Antisipasi scam, OJK minta masyarakat kroscek petugas BPS saat sensus ekonomi 2026 menjadi salah satu fokus utama Otoritas Jasa Keuangan (OJK) dalam menjaga keamanan data masyarakat. Dalam pelaksanaan Sensus Ekonomi 2026, OJK meminta masyarakat untuk memverifikasi identitas petugas Badan Pusat Statistik (BPS) sebelum menyerahkan data.
Ketua Dewan Komisioner OJK, Friderica Widyasari Dewi, menjelaskan bahwa kejahatan digital kini bersifat lintas negara dan para pelaku memanfaatkan kecerdasan buatan (AI), aset kripto, hingga berbagai teknologi baru untuk menyamarkan identitas dan mempersulit pelacakan aliran dana hasil kejahatan. Oleh karena itu, penguatan sistem pengawasan menjadi kebutuhan yang tidak bisa ditawar.

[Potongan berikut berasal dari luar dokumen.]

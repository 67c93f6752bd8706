//! # Error Types
//!
//! All failures are synchronous and named; a failed call leaves registry
//! state untouched. `SignatureError` covers low-level ECDSA failures and is
//! collapsed into `RegistryError::InvalidSignature` at the service boundary.

use thiserror::Error;

// =============================================================================
// SIGNATURE ERRORS
// =============================================================================

/// Errors from signature recovery and validation.
#[derive(Debug, Clone, Error, PartialEq, Eq)]
pub enum SignatureError {
    /// The signature format is invalid (scalar out of range, bad encoding).
    #[error("invalid signature format")]
    InvalidFormat,

    /// Signature has a high S value (EIP-2 malleability protection).
    #[error("malleable signature (high S value)")]
    MalleableSignature,

    /// Invalid recovery ID (v must be 0, 1, 27, or 28).
    #[error("invalid recovery id: {0}")]
    InvalidRecoveryId(u8),

    /// Failed to recover a public key from the signature.
    #[error("failed to recover public key")]
    RecoveryFailed,
}

// =============================================================================
// REGISTRY ERRORS
// =============================================================================

/// Errors returned by registry entry points.
#[derive(Debug, Clone, Error, PartialEq, Eq)]
pub enum RegistryError {
    /// Caller is not the registry owner.
    #[error("caller is not the owner")]
    NotOwner,

    /// The zero address is not a valid account for this operation.
    #[error("zero address is not a valid account")]
    ZeroAddress,

    /// `initialize` may only run once per instance.
    #[error("registry is already initialized")]
    AlreadyInitialized,

    /// The registry is paused; reads and writes are both gated.
    #[error("registry is paused")]
    Paused,

    /// The recovered signer does not match the trusted issuer, or the
    /// signature itself is malformed.
    #[error("invalid signature")]
    InvalidSignature,

    /// The submission's `created_at` is older than the configured TTL.
    #[error("signature expired")]
    SignatureExpired,

    /// The submission's `created_at` is not strictly newer than the
    /// account's last accepted submission (replay or out-of-order).
    #[error("invalid data")]
    InvalidData,

    /// Attached value does not exactly match the payload's declared price.
    #[error("wrong value sent")]
    WrongValue,

    /// Batch argument sequences have unequal lengths.
    #[error("argument length mismatch")]
    LengthMismatch,

    /// The account has no live beacon.
    #[error("address does not own a beacon")]
    NoBeacon,

    /// No live beacon exists for the given id.
    #[error("no beacon found")]
    NoSuchBeacon,

    /// Balances are soulbound; transfers and approvals are permanently
    /// disabled.
    #[error("soulbound: transfers and approvals are disabled")]
    SoulBound,

    /// Forwarding the attached value to the fee collector failed; the
    /// whole submission is aborted.
    #[error("fee transfer failed: {0}")]
    FeeTransferFailed(String),
}

impl From<SignatureError> for RegistryError {
    fn from(_: SignatureError) -> Self {
        RegistryError::InvalidSignature
    }
}

// =============================================================================
// TESTS
// =============================================================================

Friderica juga mengungkapkan bahwa berdasarkan data Indonesia Anti-Scam Center (IASC), ancaman penipuan digital masih menunjukkan tren peningkatan. Sejak mulai beroperasi pada November 2024 hingga Juni 2026, pusat penanganan tersebut telah menerima lebih dari 608 ribu laporan dugaan penipuan.
OJK meminta masyarakat untuk memeriksa kartu identitas petugas dan melakukan konfirmasi kepada pengurus RT/RW apabila diperlukan. Petugas BPS umumnya berkoordinasi dengan perangkat lingkungan sebelum mendatangi responden.
Di sisi lain, OJK meminta pelaku usaha jasa keuangan memberikan jawaban yang akurat kepada petugas BPS. Friderica menilai hasil Sensus Ekonomi 2026 diperlukan untuk memetakan kondisi ekonomi secara lebih rinci, termasuk aktivitas usaha di daerah.
Antisipasi scam, OJK minta masyarakat kroscek petugas BPS saat sensus ekonomi 2026 menjadi salah satu cara untuk mencegah penyalahgunaan data oleh pihak yang tidak bertanggung jawab. OJK yakin bahwa BPS memiliki standar dan prosedur untuk menjaga kerahasiaan data responden.
Antisipasi scam, OJK minta masyarakat kroscek petugas BPS saat sensus ekonomi 2026 juga menjadi instrumen penting untuk memotret kondisi perekonomian Indonesia secara lebih granular. Dalam kaitan hal ini, OJK turut mengimbau agar seluruh pelaku usaha jasa keuangan memberikan jawaban yang valid kepada petugas BPS agar hasil sensus mencerminkan kondisi yang sebenarnya.
Antisipasi scam, OJK minta masyarakat kroscek petugas BPS saat sensus ekonomi 2026 menjadi salah satu fokus utama OJK dalam menjaga keamanan data masyarakat. OJK meminta masyarakat untuk tetap waspada terhadap kemungkinan adanya pihak yang mengatasnamakan petugas BPS.
Kesimpulan, antisipasi scam, OJK minta masyarakat kroscek petugas BPS saat sensus ekonomi 2026 menjadi salah satu cara untuk mencegah penyalahgunaan data oleh pihak yang tidak bertanggung jawab. OJK yakin bahwa BPS memiliki standar dan prosedur untuk menjaga kerahasiaan data responden.